Lors de la conférence de presse finale, le président comorien, Azali Assoumani, a déclaré : « La voie de la paix doit passer par le respect de la charte des Nations Unies et l’Afrique est disposée à continuer à travailler avec vous dans la recherche d’une paix durable (…) Même si le chemin de la paix peut être long, l’espoir est permis puisque des pourparlers sont possibles ». À quoi le président ukrainien Volodymyr Zelensky lui a répondu : « Aujourd’hui j’ai clairement dit pendant notre rencontre que permettre toute négociation avec la Russie maintenant, quand l’occupant est sur notre terre, signifie de geler la guerre, geler la douleur et la souffrance ».

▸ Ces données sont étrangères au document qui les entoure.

//! Data models shared by the session and the display commands

use crate::engine::AnomalyReport;

/// One anomaly finding kept in the session
#[derive(Debug, Clone, PartialEq, Eq)]
pub struct Report {
    pub description: String,
    pub time_step: i64,
}

impl Report {
    pub fn new(description: impl Into<String>, time_step: i64) -> Self {
        Self {
            description: description.into(),
            time_step,
        }
    }
}

impl From<AnomalyReport> for Report {
    fn from(report: AnomalyReport) -> Self {
        Self::new(report.description, report.time_step)
    }
}

impl std::fmt::Display for Report {
    /// `<time_step>\t<description>`
    fn fmt(&self, f: &mut std::fmt::Formatter<'_>) -> std::fmt::Result {
        write!(f, "{}\t{}", self.time_step, self.description)
    }
}

#[cfg(test)]
mod tests {
    use super::*;

    #[test]
    fn test_from_anomaly_report_drops_deviation() {
        let report = Report::from(AnomalyReport {
            description: "A-B".to_string(),
            time_step: 7,
            deviation: 3.5,
        });
        assert_eq!(report, Report::new("A-B", 7));
    }

    #[test]
    fn test_display_is_tab_separated() {
        assert_eq!(Report::new("A-C", 12).to_string(), "12\tA-C");
    }
}
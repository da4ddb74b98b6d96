//! anomaly-shell - interactive anomaly detection over uploaded time series
//!
//! A numbered text menu lets the user upload a train and a test series,
//! tune the correlation threshold, run detection and list the anomalies.
//!
//! The pieces, leaves first:
//! - [`channel`]: line-oriented IO channels (terminal and scripted)
//! - [`session`]: [`DetectorData`], the per-run state around the engine
//! - [`commands`]: the menu entries
//! - [`menu`]: the dispatch loop
//! - [`engine`] and [`timeseries`]: the bundled detector and CSV loader

pub mod channel;
pub mod commands;
pub mod config;
pub mod engine;
pub mod error;
pub mod menu;
pub mod models;
pub mod session;
pub mod timeseries;

pub use channel::{IoChannel, ScriptedIo, TerminalIo};
pub use commands::{Command, CommandBindings, Flow, UploadPaths};
pub use error::{ShellError, ShellResult};
pub use menu::CommandMenu;
pub use models::Report;
pub use session::DetectorData;
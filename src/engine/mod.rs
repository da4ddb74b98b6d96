//! Correlation-based anomaly detection engine
//!
//! The shell only talks to the engine through [`AnomalyDetector`]. The
//! bundled implementation is [`HybridAnomalyDetector`], which models strongly
//! correlated feature pairs with a regression line and moderately correlated
//! pairs with an enclosing circle.

mod circle;
mod hybrid;
mod stats;

pub use circle::{min_enclosing_circle, Circle};
pub use hybrid::{CorrelatedFeatures, HybridAnomalyDetector, PairModel};
pub use stats::{covariance, dev, linear_reg, mean, pearson, variance, Line, Point};

use thiserror::Error;

use crate::timeseries::TimeSeries;

/// Errors raised by a detection engine
#[derive(Error, Debug)]
pub enum EngineError {
    #[error("no normal model learned yet: train before detecting")]
    NotTrained,

    #[error("training series has no rows")]
    EmptyTrainingSet,

    #[error("feature '{0}' was learned but is missing from the series")]
    MissingFeature(String),
}

/// A single finding as produced by the engine
#[derive(Debug, Clone, PartialEq)]
pub struct AnomalyReport {
    /// Correlated pair that broke, as `"A-B"`
    pub description: String,
    /// 1-based row of the test series
    pub time_step: i64,
    /// How far the sample was from the learned model
    pub deviation: f32,
}

/// Interface between the session and a detection engine
pub trait AnomalyDetector {
    /// Learn what "normal" looks like from a training series
    fn learn_normal(&mut self, series: &TimeSeries) -> Result<(), EngineError>;

    /// Report every time step that deviates from the learned model
    fn detect(&self, series: &TimeSeries) -> Result<Vec<AnomalyReport>, EngineError>;

    /// Correlation threshold in [0, 1]
    fn threshold(&self) -> f32;

    fn set_threshold(&mut self, threshold: f32);
}
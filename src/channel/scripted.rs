//! Channel that replays a fixed script and records what was written

use std::collections::VecDeque;
use std::io::BufRead;

use super::{parse_float, strip_line_ending, IoChannel, NOT_A_NUMBER};
use crate::error::{ShellError, ShellResult};

/// Deterministic channel for tests and `--script` replays
#[derive(Debug, Default, Clone)]
pub struct ScriptedIo {
    input: VecDeque<String>,
    output: String,
}

impl ScriptedIo {
    pub fn new<I, S>(lines: I) -> Self
    where
        I: IntoIterator<Item = S>,
        S: Into<String>,
    {
        Self {
            input: lines.into_iter().map(Into::into).collect(),
            output: String::new(),
        }
    }

    /// Load a script, one input line per line of text
    pub fn from_reader<R: BufRead>(reader: R) -> std::io::Result<Self> {
        let mut input = VecDeque::new();
        for line in reader.split(b'\n') {
            let mut line = String::from_utf8_lossy(&line?).into_owned();
            line.push('\n');
            input.push_back(strip_line_ending(line));
        }
        Ok(Self {
            input,
            output: String::new(),
        })
    }

    /// Everything written so far
    pub fn output(&self) -> &str {
        &self.output
    }

    pub fn output_lines(&self) -> Vec<&str> {
        self.output.lines().collect()
    }

    /// Input lines not consumed yet
    pub fn remaining(&self) -> usize {
        self.input.len()
    }
}

impl IoChannel for ScriptedIo {
    fn read_line(&mut self) -> ShellResult<String> {
        self.input
            .pop_front()
            .ok_or(ShellError::EndOfInput("a line of input"))
    }

    fn read_float(&mut self) -> ShellResult<f32> {
        loop {
            let line = self
                .input
                .pop_front()
                .ok_or(ShellError::EndOfInput("a number"))?;
            if let Some(value) = parse_float(&line) {
                return Ok(value);
            }
            self.output.push_str(NOT_A_NUMBER);
        }
    }

    fn write_text(&mut self, text: &str) -> ShellResult<()> {
        self.output.push_str(text);
        Ok(())
    }

    fn write_float(&mut self, value: f32) -> ShellResult<()> {
        self.output.push_str(&value.to_string());
        Ok(())
    }
}

#[cfg(test)]
mod tests {
    use super::*;

    #[test]
    fn test_reads_in_order_then_ends() {
        let mut io = ScriptedIo::new(["1", "0.5"]);
        assert_eq!(io.read_line().unwrap(), "1");
        assert_eq!(io.read_float().unwrap(), 0.5);
        assert_eq!(io.remaining(), 0);
        assert!(matches!(io.read_line(), Err(ShellError::EndOfInput(_))));
    }

    #[test]
    fn test_output_log_is_append_only() {
        let mut io = ScriptedIo::default();
        io.write_text("a\n").unwrap();
        io.write_float(1.5).unwrap();
        io.write_text("\nb\n").unwrap();
        assert_eq!(io.output(), "a\n1.5\nb\n");
        assert_eq!(io.output_lines(), vec!["a", "1.5", "b"]);
    }

    #[test]
    fn test_from_reader() {
        let script = "3\r\n1\n\ndone\n";
        let mut io = ScriptedIo::from_reader(script.as_bytes()).unwrap();
        assert_eq!(io.remaining(), 4);
        assert_eq!(io.read_line().unwrap(), "3");
        assert_eq!(io.read_line().unwrap(), "1");
        assert_eq!(io.read_line().unwrap(), "");
    }

    #[test]
    fn test_from_reader_keeps_non_utf8_lines() {
        let script: &[u8] = b"1\nx\xff\ndone\n";
        let mut io = ScriptedIo::from_reader(script).unwrap();
        assert_eq!(io.remaining(), 3);
        assert_eq!(io.read_line().unwrap(), "1");
        assert_eq!(io.read_line().unwrap(), "x\u{FFFD}");
    }

    #[test]
    fn test_read_float_answers_non_numbers() {
        let mut io = ScriptedIo::new(["abc", "0.3"]);
        assert_eq!(io.read_float().unwrap(), 0.3);
        assert_eq!(io.output(), NOT_A_NUMBER);
    }
}
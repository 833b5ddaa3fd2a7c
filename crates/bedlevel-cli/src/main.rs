//! `bedlevel`: bed-leveling mesh transfer and machine control over a serial link.

use std::path::{Path, PathBuf};

use bedlevel_cli::{connect, CliError, CliResult, Config, Machine, SerialTransport, Target};
use bedlevel_mesh::{render_csv, MeshGrid};
use bedlevel_protocol::{AckFramer, Axes, ReplyMode};
use clap::{Parser, Subcommand};
use tracing::{debug, error, info};
use tracing_subscriber::EnvFilter;

#[derive(Parser, Debug)]
#[command(
    name = "bedlevel",
    about = "Download, upload and apply bed-leveling meshes on a serial-attached printer",
    version
)]
struct Cli {
    /// YAML configuration file.
    #[arg(long, short, global = true, value_name = "FILE")]
    config: Option<PathBuf>,

    /// Serial device, overrides the configuration.
    #[arg(long, global = true)]
    port: Option<String>,

    /// Baud rate, overrides the configuration.
    #[arg(long, global = true)]
    baud: Option<u32>,

    /// Log filter used when RUST_LOG is not set (error, warn, info, debug, trace).
    #[arg(long = "log-level", global = true, default_value = "info")]
    log_level: String,

    /// Do not restart the controller after opening the port.
    #[arg(long, global = true)]
    no_reset: bool,

    #[command(subcommand)]
    command: Command,
}

#[derive(Subcommand, Debug)]
enum Command {
    /// Wait for the controller's startup banner.
    WaitBanner,

    /// Send one command line and print the reply.
    Send {
        line: String,

        /// Print every reply line, not just the acknowledgment.
        #[arg(long)]
        retain: bool,
    },

    /// Home X and Y, then Z.
    Home,

    /// Move to an absolute position.
    Move {
        #[arg(long, short)]
        x: Option<f32>,
        #[arg(long, short)]
        y: Option<f32>,
        #[arg(long, short)]
        z: Option<f32>,
        /// Feed rate in mm/min.
        #[arg(long, short)]
        feed: Option<f32>,
    },

    /// Mesh transfer.
    #[command(subcommand)]
    Mesh(MeshCommand),
}

#[derive(Subcommand, Debug)]
enum MeshCommand {
    /// Read the mesh from the controller and print it as CSV.
    Download {
        /// Load this storage slot before reading.
        #[arg(long)]
        slot: Option<u32>,

        /// Also save the mesh as JSON.
        #[arg(long, short, value_name = "FILE")]
        output: Option<PathBuf>,
    },

    /// Send a JSON mesh to the controller.
    Upload {
        file: PathBuf,

        /// Persist the mesh to this storage slot.
        #[arg(long)]
        slot: Option<u32>,
    },
}

fn main() {
    let cli = Cli::parse();
    init_logging(&cli.log_level);

    if let Err(err) = run(cli) {
        error!(error = %err, "command failed");
        eprintln!("error: {}", err);
        std::process::exit(1);
    }
}

fn init_logging(level: &str) {
    let filter = EnvFilter::try_from_default_env().unwrap_or_else(|_| EnvFilter::new(level));
    tracing_subscriber::fmt()
        .with_env_filter(filter)
        .with_writer(std::io::stderr)
        .init();
}

fn run(cli: Cli) -> CliResult<()> {
    let mut config = match &cli.config {
        Some(path) => Config::load(path)?,
        None => Config::default(),
    };
    if let Some(port) = cli.port {
        config.serial.port = port;
    }
    if let Some(baud) = cli.baud {
        config.serial.baud_rate = baud;
    }
    let reset = config.serial.reset_on_open && !cli.no_reset;
    debug!(?config, reset, "configuration loaded");

    match cli.command {
        Command::WaitBanner => {
            let mut transport = SerialTransport::open(&config.serial)?;
            if reset {
                transport.pulse_reset()?;
            }
            let framer = AckFramer::with_config(transport, config.framer_config()?);
            let mut machine = Machine::new(framer, config.machine.clone());
            let reply = machine.wait_for_banner(config.protocol.banner_timeout()?)?;
            println!("{}", reply.sentinel_line());
        }
        Command::Send { line, retain } => {
            let mut machine = connect(&config, reset)?;
            let mode = if retain {
                ReplyMode::RetainAll
            } else {
                ReplyMode::DiscardNoise
            };
            let reply = machine.send_line(&line, mode)?;
            print!("{}", reply.payload());
        }
        Command::Home => {
            let mut machine = connect(&config, reset)?;
            machine.home(Axes::XY)?;
            machine.home(Axes::Z)?;
            machine.finish()?;
        }
        Command::Move { x, y, z, feed } => {
            let mut machine = connect(&config, reset)?;
            let target = Target {
                x,
                y,
                z,
                feedrate: feed,
            };
            if machine.move_to(target)? {
                machine.finish()?;
            }
        }
        Command::Mesh(MeshCommand::Download { slot, output }) => {
            let mut grid = config.mesh.empty_grid()?;
            let mut machine = connect(&config, reset)?;
            machine.download_mesh(slot.or(config.mesh.slot), &mut grid)?;
            print!("{}", render_csv(&grid));
            if let Some(path) = output {
                save_mesh(&path, &grid)?;
            }
        }
        Command::Mesh(MeshCommand::Upload { file, slot }) => {
            let grid = load_mesh(&file)?;
            grid.ensure_shape(config.mesh.rows, config.mesh.cols)?;
            let mut machine = connect(&config, reset)?;
            machine.upload_mesh(&grid, slot.or(config.mesh.slot))?;
            machine.finish()?;
        }
    }
    Ok(())
}

fn load_mesh(path: &Path) -> CliResult<MeshGrid> {
    let text = std::fs::read_to_string(path).map_err(|source| CliError::File {
        path: path.to_path_buf(),
        source,
    })?;
    serde_json::from_str(&text).map_err(|source| CliError::MeshFile {
        path: path.to_path_buf(),
        source,
    })
}

fn save_mesh(path: &Path, grid: &MeshGrid) -> CliResult<()> {
    let json = serde_json::to_string_pretty(grid).map_err(|source| CliError::MeshFile {
        path: path.to_path_buf(),
        source,
    })?;
    std::fs::write(path, json).map_err(|source| CliError::File {
        path: path.to_path_buf(),
        source,
    })?;
    info!(path = %path.display(), "saved mesh");
    Ok(())
}
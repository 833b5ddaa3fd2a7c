//! The command/acknowledgment state machine.
//!
//! Each exchange sends one line and reads reply lines until a sentinel line
//! shows up:
//!
//! ```text
//! Idle --send--> AwaitingSentinel --sentinel--> Resolved
//!                       |---- buffer full ----> Overflow
//!                       |---- end of stream --> Closed
//!                       '---- I/O / deadline -> Failed
//! ```
//!
//! `Overflow`, `Closed` and `Failed` latch: the framer refuses further
//! exchanges until [`AckFramer::reset`] is called, since the conversation
//! with the controller is out of step at that point.

use std::borrow::Cow;
use std::io;
use std::time::{Duration, Instant};

use bytes::Bytes;
use tracing::{debug, trace, warn};

use crate::accumulator::{classification_view, LineAccumulator, DEFAULT_REPLY_CAPACITY};
use crate::commands::{Command, Gcode};
use crate::error::{ProtocolError, ProtocolResult};
use crate::transport::Transport;

/// Largest single read issued to the transport.
const READ_CHUNK: usize = 256;

/// Lines that terminate an exchange.
#[derive(Debug, Clone, Copy, PartialEq, Eq)]
pub enum Sentinel {
    /// Command acknowledgment (`ok`).
    Ack,
    /// Startup banner printed after a controller reset (`start`).
    Banner,
}

impl Sentinel {
    /// The token a line has to begin with.
    pub fn token(&self) -> &'static [u8] {
        match self {
            Sentinel::Ack => b"ok",
            Sentinel::Banner => b"start",
        }
    }

    /// Whether the line begins with the token, ignoring case and leading whitespace.
    pub fn matches(&self, line: &[u8]) -> bool {
        let token = self.token();
        let start = line
            .iter()
            .position(|b| !b.is_ascii_whitespace())
            .unwrap_or(line.len());
        let line = &line[start..];
        line.len() >= token.len() && line[..token.len()].eq_ignore_ascii_case(token)
    }
}

/// What happens to non-sentinel lines received during an exchange.
#[derive(Debug, Clone, Copy, PartialEq, Eq)]
pub enum ReplyMode {
    /// Drop noise lines as soon as they are complete; the reply holds only the sentinel.
    DiscardNoise,
    /// Keep every line; the reply holds all lines up to and including the sentinel.
    RetainAll,
}

/// Lifecycle state of the framer.
#[derive(Debug, Clone, Copy, PartialEq, Eq)]
pub enum FramerState {
    /// No exchange has run yet, or the framer was reset.
    Idle,
    /// A command was sent and the sentinel has not arrived.
    AwaitingSentinel,
    /// The last exchange ended with a sentinel.
    Resolved,
    /// The reply buffer filled up without a sentinel.
    Overflow,
    /// The transport reached end of stream.
    Closed,
    /// A transport error or reply deadline ended the exchange.
    Failed,
}

impl FramerState {
    /// Whether the state refuses new exchanges.
    pub fn is_latched(&self) -> bool {
        matches!(
            self,
            FramerState::Overflow | FramerState::Closed | FramerState::Failed
        )
    }
}

/// Framer settings.
#[derive(Debug, Clone, PartialEq, Eq)]
pub struct FramerConfig {
    /// Reply buffer capacity in bytes.
    ///
    /// In [`ReplyMode::RetainAll`] the whole reply has to fit, so mesh dumps
    /// need a buffer sized for the grid (`bedlevel_mesh::required_capacity`).
    pub capacity: usize,
    /// Overall deadline for one command exchange. `None` blocks indefinitely.
    pub reply_timeout: Option<Duration>,
    /// Drop stale input before each command and before the banner wait.
    pub flush_before_send: bool,
}

impl Default for FramerConfig {
    fn default() -> Self {
        FramerConfig {
            capacity: DEFAULT_REPLY_CAPACITY,
            reply_timeout: None,
            flush_before_send: true,
        }
    }
}

/// The outcome of a successful exchange.
#[derive(Debug, Clone, PartialEq, Eq)]
pub struct Reply {
    raw: Bytes,
    sentinel_start: usize,
    noise_lines: usize,
}

impl Reply {
    /// The reply bytes exactly as received, up to and including the sentinel's `\n`.
    pub fn as_bytes(&self) -> &[u8] {
        &self.raw
    }

    /// The reply as text; invalid UTF-8 is replaced.
    pub fn payload(&self) -> Cow<'_, str> {
        String::from_utf8_lossy(&self.raw)
    }

    /// The sentinel line, without line terminator.
    pub fn sentinel_line(&self) -> Cow<'_, str> {
        let line = &self.raw[self.sentinel_start..self.raw.len() - 1];
        String::from_utf8_lossy(classification_view(line))
    }

    /// Number of noise lines seen before the sentinel, whether kept or discarded.
    pub fn noise_lines(&self) -> usize {
        self.noise_lines
    }
}

/// How long a read may wait for data.
#[derive(Debug, Clone, Copy)]
enum ReadWait {
    /// Block in `read` until data or end of stream.
    Block,
    /// Wait up to the duration before every read.
    PerRead(Duration),
    /// Wait until an absolute deadline covering the whole exchange.
    Deadline { at: Instant, total: Duration },
}

/// Runs command/acknowledgment exchanges over an owned transport.
#[derive(Debug)]
pub struct AckFramer<T> {
    transport: T,
    config: FramerConfig,
    state: FramerState,
}

impl<T: Transport> AckFramer<T> {
    /// Create a framer with default settings.
    pub fn new(transport: T) -> Self {
        Self::with_config(transport, FramerConfig::default())
    }

    /// Create a framer with the given settings.
    pub fn with_config(transport: T, config: FramerConfig) -> Self {
        AckFramer {
            transport,
            config,
            state: FramerState::Idle,
        }
    }

    /// Current lifecycle state.
    pub fn state(&self) -> FramerState {
        self.state
    }

    /// Active settings.
    pub fn config(&self) -> &FramerConfig {
        &self.config
    }

    /// Access the transport, e.g. to pulse a reset line.
    pub fn transport_mut(&mut self) -> &mut T {
        &mut self.transport
    }

    /// Give up the framer and return the transport.
    pub fn into_inner(self) -> T {
        self.transport
    }

    /// Clear a latched failure after the caller has reset or reopened the link.
    pub fn reset(&mut self) {
        self.state = FramerState::Idle;
    }

    /// Send one command and wait for its `ok`.
    pub fn send(&mut self, command: &Command, mode: ReplyMode) -> ProtocolResult<Reply> {
        self.ensure_usable()?;
        self.flush_input()?;

        debug!(command = %command, "> {}", command);
        self.state = FramerState::AwaitingSentinel;
        if let Err(e) = self.transport.write_all(&command.to_wire()) {
            return Err(self.fail(FramerState::Failed, e.into()));
        }

        let wait = match self.config.reply_timeout {
            Some(total) => ReadWait::Deadline {
                at: Instant::now() + total,
                total,
            },
            None => ReadWait::Block,
        };
        self.exchange(Sentinel::Ack, mode, wait)
    }

    /// Send a typed command, discarding noise.
    pub fn send_gcode(&mut self, gcode: Gcode) -> ProtocolResult<Reply> {
        self.send(&Command::from(gcode), ReplyMode::DiscardNoise)
    }

    /// Send commands in order, stopping at the first failure.
    ///
    /// Returns the number of acknowledged commands.
    pub fn send_all<'a, I>(&mut self, commands: I) -> ProtocolResult<usize>
    where
        I: IntoIterator<Item = &'a Command>,
    {
        let mut sent = 0;
        for command in commands {
            self.send(command, ReplyMode::DiscardNoise)?;
            sent += 1;
        }
        Ok(sent)
    }

    /// Wait for the startup banner the controller prints after a reset.
    ///
    /// Every read is preceded by a wait of up to `timeout` for the link to
    /// become readable. A timeout does not latch the framer, so the caller
    /// may retry the connection attempt.
    pub fn wait_for_banner(&mut self, timeout: Duration) -> ProtocolResult<Reply> {
        self.ensure_usable()?;
        self.flush_input()?;

        debug!(?timeout, "waiting for startup banner");
        self.state = FramerState::AwaitingSentinel;
        match self.exchange(Sentinel::Banner, ReplyMode::DiscardNoise, ReadWait::PerRead(timeout)) {
            Err(ProtocolError::Timeout { waited }) => {
                warn!(?waited, "no startup banner");
                self.state = FramerState::Idle;
                Err(ProtocolError::Timeout { waited })
            }
            other => other,
        }
    }

    fn ensure_usable(&self) -> ProtocolResult<()> {
        if self.state.is_latched() {
            return Err(ProtocolError::Unusable { state: self.state });
        }
        Ok(())
    }

    fn flush_input(&mut self) -> ProtocolResult<()> {
        if self.config.flush_before_send {
            if let Err(e) = self.transport.discard_input() {
                return Err(self.fail(FramerState::Failed, e.into()));
            }
        }
        Ok(())
    }

    fn fail(&mut self, state: FramerState, err: ProtocolError) -> ProtocolError {
        warn!(?state, error = %err, "exchange failed");
        self.state = state;
        err
    }

    /// Block until the transport is readable or the wait expires.
    fn wait_readable(&mut self, wait: ReadWait) -> ProtocolResult<()> {
        let (timeout, waited) = match wait {
            ReadWait::Block => return Ok(()),
            ReadWait::PerRead(timeout) => (timeout, timeout),
            ReadWait::Deadline { at, total } => (at.saturating_duration_since(Instant::now()), total),
        };
        if timeout.is_zero() || !self.transport.poll_readable(timeout)? {
            return Err(ProtocolError::Timeout { waited });
        }
        Ok(())
    }

    fn exchange(
        &mut self,
        sentinel: Sentinel,
        mode: ReplyMode,
        wait: ReadWait,
    ) -> ProtocolResult<Reply> {
        let mut acc = LineAccumulator::new(self.config.capacity);
        let mut chunk = [0u8; READ_CHUNK];
        let mut noise_lines = 0;

        loop {
            if acc.is_full() {
                let err = ProtocolError::Overflow {
                    capacity: acc.capacity(),
                };
                return Err(self.fail(FramerState::Overflow, err));
            }

            if let Err(err) = self.wait_readable(wait) {
                return Err(self.fail(FramerState::Failed, err));
            }

            let want = acc.remaining().min(READ_CHUNK);
            let n = match self.transport.read(&mut chunk[..want]) {
                Ok(0) => return Err(self.fail(FramerState::Closed, ProtocolError::TransportClosed)),
                Ok(n) => n,
                Err(e) if e.kind() == io::ErrorKind::Interrupted => continue,
                Err(e) => return Err(self.fail(FramerState::Failed, e.into())),
            };
            acc.feed(&chunk[..n])?;

            while let Some(span) = acc.next_unscanned_line() {
                let line = classification_view(acc.line(span));
                if sentinel.matches(line) {
                    let raw = acc.split_through(span.next());
                    if !acc.is_empty() {
                        trace!(bytes = acc.len(), "dropping bytes after sentinel");
                    }
                    let reply = Reply {
                        raw,
                        sentinel_start: span.start,
                        noise_lines,
                    };
                    debug!(noise_lines, "< {}", reply.sentinel_line());
                    self.state = FramerState::Resolved;
                    return Ok(reply);
                }

                noise_lines += 1;
                trace!("* {}", String::from_utf8_lossy(line));
                if mode == ReplyMode::DiscardNoise {
                    acc.consume_through(span.next());
                }
            }
        }
    }
}
//! Error types for mesh decoding and grid construction.

use thiserror::Error;

/// Errors that can occur while decoding a mesh report.
///
/// None of these affect the transport; the caller may retry the download.
#[derive(Debug, Error, Clone, PartialEq)]
pub enum DecodeError {
    /// The report contained no comma separated numeric line.
    #[error("no mesh data found in report")]
    NoDataFound,

    /// A grid row has more values than the grid has columns.
    #[error("too many columns in mesh row {row}: expected at most {expected}, got {found}")]
    TooManyColumns {
        /// Zero-based grid row.
        row: usize,
        /// Number of grid columns.
        expected: usize,
        /// Number of values in the row.
        found: usize,
    },

    /// A value inside the grid is not a number.
    #[error("invalid mesh value {text:?} at row {row}, column {col}")]
    InvalidValue {
        row: usize,
        col: usize,
        text: String,
    },

    /// The requested grid cannot be built.
    #[error("invalid mesh shape: {0}")]
    InvalidShape(#[from] GridError),
}

/// Errors that can occur while building a grid from external data.
#[derive(Debug, Error, Clone, PartialEq, Eq)]
pub enum GridError {
    /// Grids need at least one row and one column.
    #[error("mesh grid must have at least one row and one column")]
    Empty,

    /// More points than [`MAX_GRID_POINTS`](crate::MAX_GRID_POINTS).
    #[error("mesh grid {rows}x{cols} is too large")]
    TooLarge { rows: usize, cols: usize },

    /// Rows of different lengths.
    #[error("mesh row {row} has {found} points, expected {expected}")]
    RaggedRow {
        row: usize,
        expected: usize,
        found: usize,
    },

    /// The grid does not have the expected dimensions.
    #[error("mesh is {rows}x{cols}, expected {expected_rows}x{expected_cols}")]
    ShapeMismatch {
        rows: usize,
        cols: usize,
        expected_rows: usize,
        expected_cols: usize,
    },
}

/// Result type for mesh decoding.
pub type DecodeResult<T> = Result<T, DecodeError>;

Après cette fin de non-recevoir, les Africains se sont rendus à Saint-Petersbourg rencontrer le président russe Vladimir Poutine. Celui-ci s’est bien sûr montré bien plus ouvert. Non seulement il n’avait rien à perdre, mais il dispose d’un argument massif. Il a présenté à la délégation (voir vidéo) le texte du traité de paix et de l’addendum négociés par les Ukrainiens, en mars 2022, et signés par le chef de leur délégation. Il a même expliqué qu’en application de ce projet, les troupes russes avaient quitté les oblasts de Kiev et de Tchernihiv, et que les Ukrainiens n’avaient pas seulement refusé de ratifier ces textes, mais avaient adopté une loi interdisant de poursuivre ou de reprendre les négociations de paix.
On verra, lors du sommet Afrique-Russie prévu du 26 au 29 juillet, lequel des deux chefs d’État aura paru le plus sincère aux yeux de la délégation de l’Union africaine. L’intérêt de Kiev pour les missions de bons offices est aussi faux que sa contre-offensive.